Independent monitors have verified the mass transfer of Ukrainian children to Russia. Kyiv’s figures, officials say, are drawn from documented cases and closely match estimates from the United Nations and other international bodies.

Russian state media have amplified Vladimir Putin’s claim that Kyiv is “inflating” the number of minors taken to Russia, with the Kremlin leader insisting that “it turned out there aren’t that many children.”

The claim is demonstrably false, contradicted by findings from a wide range of international organizations.

The UN, Human Rights Watch, OSCE, Amnesty International, the Institute for the Study of War and others have documented large-scale instances of Ukrainian children being taken without parental consent. While the exact figure remains elusive—given limited access to occupied territories and Moscow’s refusal to provide reliable data—researchers say the number is in the hundreds of thousands. Russian authorities frequently change the children’s names and citizenship records, further obscuring the scale. Yale University’s Humanitarian Research Lab has compiled a database of more than 30,000 abducted children from over 100 locations.

Ukraine’s Bring Kids Back UA initiative is also tracking minors taken by Russia. Its database lists 19,546 children, of whom 1,480 have been returned from deportation or forced relocation.
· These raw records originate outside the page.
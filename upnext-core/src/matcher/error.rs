use std::path::PathBuf;

use thiserror::Error;

#[derive(Debug, Error)]
pub enum ScoringError {
    #[error("no candidate files to score against")]
    EmptyCandidates,
    #[error("query title is empty")]
    EmptyQuery,
    #[error("metric produced invalid score {score} for {path}")]
    InvalidScore { path: PathBuf, score: f64 },
    #[error("metric failed: {0}")]
    Metric(String),
}

pub type ScoringResult<T> = Result<T, ScoringError>;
Moscow officials and state media have openly acknowledged the transfer of Ukrainian children to Russian families. Children’s rights commissioner Maria Lvova-Belova has said in interviews that she personally “adopted” a child from Donbas — an act that constitutes a direct breach of the Geneva Convention. She has also boasted publicly of tens of thousands of Ukrainian children in Russia, the removal of orphans to Russian territory, their placement in families, and their acquisition of Russian citizenship.

In March 2023, the International Criminal Court in The Hague issued arrest warrants for Vladimir Putin and Russian Presidential Commissioner for Children’s Rights Maria Lvova-Belova over the illegal deportation of Ukrainian children.

Moscow’s claim that Kyiv is inflating the figures is part of a broader effort to reframe the narrative — shifting attention from the war crime itself to a dispute over statistics. But independently verified evidence shows the deportations are large-scale, systematic, and well documented.

StopFake has previously debunked Kremlin assertions that Ukraine fabricated reports of Russia abducting 20,000 children.